The Thai Art of Eating our Furry Little Friends

Hmmm My Mouth is Watering
by Fat Dude


I class myself as a man of the world, open to new and exciting things. Having been in Thailand for a long time, I have never had the opportunity to sample the delights of eating rat.

As I used to travel just outside Bangkok visiting friends in Chachoengsao, I passed road side stalls selling what I thought was chicken. One day feeling a little hungry, I decided to sample the said fowl. Not really looking at the vender I ordered some chicken, only to be met with a blank look.

I asked what was wrong, where she explained with a smile that they were farmed rats. As my face began to screw up in disgust, she offered me a piece, and not wanting to offend her (sight of a large meat cleaver in a strong rather plump arm, helped me decide) I tried it. Well I could say it takes like chicken, but it doesn't. It is an aquired taste, which I will never ever aquire. After this little glimsp of eating rat I decided to delve a little deeper into eating our furry friends, and found a very good article. Check it out below!
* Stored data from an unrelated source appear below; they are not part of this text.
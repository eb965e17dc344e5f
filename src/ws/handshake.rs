//! HTTP/1.1 upgrade handshake (RFC 6455 Section 4)
//!
//! ```http
//! GET /chat HTTP/1.1
//! Host: server.example.com
//! Upgrade: websocket
//! Connection: Upgrade
//! Sec-WebSocket-Key: dGhlIHNhbXBsZSBub25jZQ==
//! Sec-WebSocket-Version: 13
//! ```
//!
//! Response checks are lenient: a `101` status line and an `Upgrade`
//! header are required, the accept digest only when asked for.

use base64::Engine;
use bytes::BytesMut;
use rand::Rng;
use sha1::{Digest, Sha1};
use std::collections::BTreeMap;
use std::fmt::Write as _;
use std::time::{Duration, Instant};

use crate::core::Endpoint;
use crate::ws::transport::{ReadOutcome, Transport};
use crate::WsError;

/// GUID appended to the client key for the accept digest
pub const WS_GUID: &str = "258EAFA5-E914-47DA-95CA-C5AB0DC85B11";

/// Upper bound on the response head
pub const MAX_RESPONSE_HEAD: usize = 16 * 1024;

/// Headers the request builder owns
const RESERVED_HEADERS: [&str; 5] = [
    "host",
    "upgrade",
    "connection",
    "sec-websocket-key",
    "sec-websocket-version",
];

/// Base64 of 16 random bytes
pub fn generate_key<R: Rng + ?Sized>(rng: &mut R) -> String {
    let key: [u8; 16] = rng.gen();
    base64::engine::general_purpose::STANDARD.encode(key)
}

/// `base64(sha1(key + GUID))`
pub fn compute_accept_key(client_key: &str) -> String {
    let mut hasher = Sha1::new();
    hasher.update(client_key.as_bytes());
    hasher.update(WS_GUID.as_bytes());
    base64::engine::general_purpose::STANDARD.encode(hasher.finalize())
}

/// Upgrade request text
pub fn build_request(endpoint: &Endpoint, key: &str, headers: &BTreeMap<String, String>) -> String {
    let mut req = String::with_capacity(256);
    let _ = write!(
        req,
        "GET {} HTTP/1.1\r\n\
         Host: {}\r\n\
         Upgrade: websocket\r\n\
         Connection: Upgrade\r\n\
         Sec-WebSocket-Key: {}\r\n\
         Sec-WebSocket-Version: 13\r\n",
        endpoint.path,
        endpoint.host_header(),
        key
    );
    for (name, value) in headers {
        if RESERVED_HEADERS.contains(&name.to_ascii_lowercase().as_str()) {
            tracing::warn!(header = %name, "Ignoring reserved handshake header");
            continue;
        }
        let _ = write!(req, "{name}: {value}\r\n");
    }
    req.push_str("\r\n");
    req
}

/// Check a response head (status line plus headers, terminator optional)
pub fn validate_response(head: &str, key: &str, verify_accept: bool) -> Result<(), WsError> {
    let status_line = head.lines().next().unwrap_or_default();
    if !status_line.contains("101") {
        return Err(WsError::HandshakeFailed(format!(
            "unexpected status: {}",
            status_line.trim()
        )));
    }
    if !head.to_ascii_lowercase().contains("upgrade") {
        return Err(WsError::HandshakeFailed(
            "response has no Upgrade header".to_string(),
        ));
    }

    let expected = compute_accept_key(key);
    match header_value(head, "sec-websocket-accept") {
        Some(accept) if accept == expected => Ok(()),
        other => {
            let got = other.unwrap_or("<missing>");
            if verify_accept {
                Err(WsError::HandshakeFailed(format!(
                    "Sec-WebSocket-Accept mismatch: expected {expected}, got {got}"
                )))
            } else {
                tracing::warn!(expected = %expected, got = %got, "Sec-WebSocket-Accept mismatch");
                Ok(())
            }
        }
    }
}

fn header_value<'a>(head: &'a str, name: &str) -> Option<&'a str> {
    head.lines().skip(1).find_map(|line| {
        let (key, value) = line.split_once(':')?;
        key.trim()
            .eq_ignore_ascii_case(name)
            .then(|| value.trim())
    })
}

fn find_head_end(buf: &[u8]) -> Option<usize> {
    buf.windows(4).position(|w| w == b"\r\n\r\n")
}

/// Perform the client handshake over `transport`
///
/// Bytes after the response head stay in `inbound` as the start of the frame stream.
#[allow(clippy::too_many_arguments)]
pub fn perform<R: Rng + ?Sized>(
    transport: &dyn Transport,
    endpoint: &Endpoint,
    headers: &BTreeMap<String, String>,
    verify_accept: bool,
    timeout: Duration,
    rng: &mut R,
    scratch: &mut [u8],
    inbound: &mut BytesMut,
) -> Result<(), WsError> {
    let key = generate_key(rng);
    let request = build_request(endpoint, &key, headers);
    transport
        .write_all(request.as_bytes())
        .map_err(|e| WsError::HandshakeFailed(format!("sending upgrade request: {e}")))?;

    let deadline = Instant::now() + timeout;
    transport
        .set_read_timeout(Some(timeout.max(Duration::from_millis(1))))
        .map_err(|e| WsError::HandshakeFailed(e.to_string()))?;

    let head_end = loop {
        if let Some(pos) = find_head_end(inbound) {
            break pos + 4;
        }
        if inbound.len() > MAX_RESPONSE_HEAD {
            return Err(WsError::HandshakeFailed(format!(
                "response head exceeds {MAX_RESPONSE_HEAD} bytes"
            )));
        }
        if Instant::now() >= deadline {
            return Err(WsError::Timeout(format!(
                "no upgrade response within {timeout:?}"
            )));
        }
        match transport.read_into(scratch, inbound) {
            Ok(ReadOutcome::Data(_)) => {}
            Ok(ReadOutcome::Idle) => {}
            Ok(ReadOutcome::Eof) => {
                return Err(WsError::HandshakeFailed(
                    "connection closed during handshake".to_string(),
                ))
            }
            Err(e) => return Err(WsError::HandshakeFailed(e.to_string())),
        }
    };

    let head = inbound.split_to(head_end);
    let head = String::from_utf8_lossy(&head);
    validate_response(&head, &key, verify_accept)?;

    tracing::debug!(
        endpoint = %endpoint,
        leftover = inbound.len(),
        "WebSocket upgrade accepted"
    );
    Ok(())
}
fn connect_any(target: &str, addrs: &[SocketAddr], timeout: Duration) -> Result<TcpStream, WsError> {
    let timeout = timeout.max(Duration::from_millis(1));
    let mut last_err = None;

    for addr in addrs {
        match TcpStream::connect_timeout(addr, timeout) {
            Ok(sock) => {
                if let Err(e) = sock.set_nodelay(true) {
                    tracing::debug!(error = %e, "TCP_NODELAY not set");
                }
                tracing::debug!(%addr, "TCP connected");
                return Ok(sock);
            }
            Err(e) => {
                tracing::debug!(%addr, error = %e, "TCP connect attempt failed");
                last_err = Some(e);
            }
        }
    }

    match last_err {
        Some(e) if e.kind() == io::ErrorKind::TimedOut || e.kind() == io::ErrorKind::WouldBlock => {
            Err(WsError::Timeout(format!("connect to {target} timed out after {timeout:?}")))
        }
        Some(e) => Err(WsError::ConnectionFailed(format!("{target}: {e}"))),
        None => Err(WsError::ConnectionFailed(format!("{target}: no address"))),
    }
}

impl Connector for TcpConnector {
    fn connect(
        &self,
        endpoint: &Endpoint,
        timeout: Duration,
        progress: &dyn Fn(ConnectionState),
    ) -> Result<Arc<dyn Transport>, WsError> {
        progress(ConnectionState::Resolving);
        let (target, addrs) = resolve(endpoint)?;

        progress(ConnectionState::TransportConnecting);
        let sock = connect_any(&target, &addrs, timeout)?;

        if !endpoint.secure {
            return Ok(Arc::new(TcpTransport::new(sock)));
        }

        progress(ConnectionState::TlsHandshake);
        let config = self.tls_config()?;
        let server_name = ServerName::try_from(endpoint.host.clone())
            .map_err(|e| WsError::Tls(format!("invalid server name {}: {e}", endpoint.host)))?;
        let conn = ClientConnection::new(config, server_name)
            .map_err(|e| WsError::Tls(e.to_string()))?;

        Ok(Arc::new(TlsTransport::handshake(sock, conn, timeout)?))
    }
}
When I sat down at the kitchen table this morning there before me was a pan of freshly caught rats complete with all their furry coats and long tails inviting a repulsive gesture on my part. It all took place in the small village of Bangta-ngai in Banphot Phisai in the province of Nakhon Sawan central Thailand, where I live with my wife Na, and the three children Dow, Dune and Gada. Coming from San Francisco and having been weaned on Western European cuisine, with a good bit of the mixed cultural cuisine called California cuisine, I was very unprepared on how to react to these rats on the table directly in front of me. But there they were, big brown furry rats just lying there awaiting to be prepared for a delicacy, which this Thai family truly enjoys. It could be barbecue rat, or rats cooked in oil or even chopped rat with chili paste all of which were considerations for a sumptuous meal of rat.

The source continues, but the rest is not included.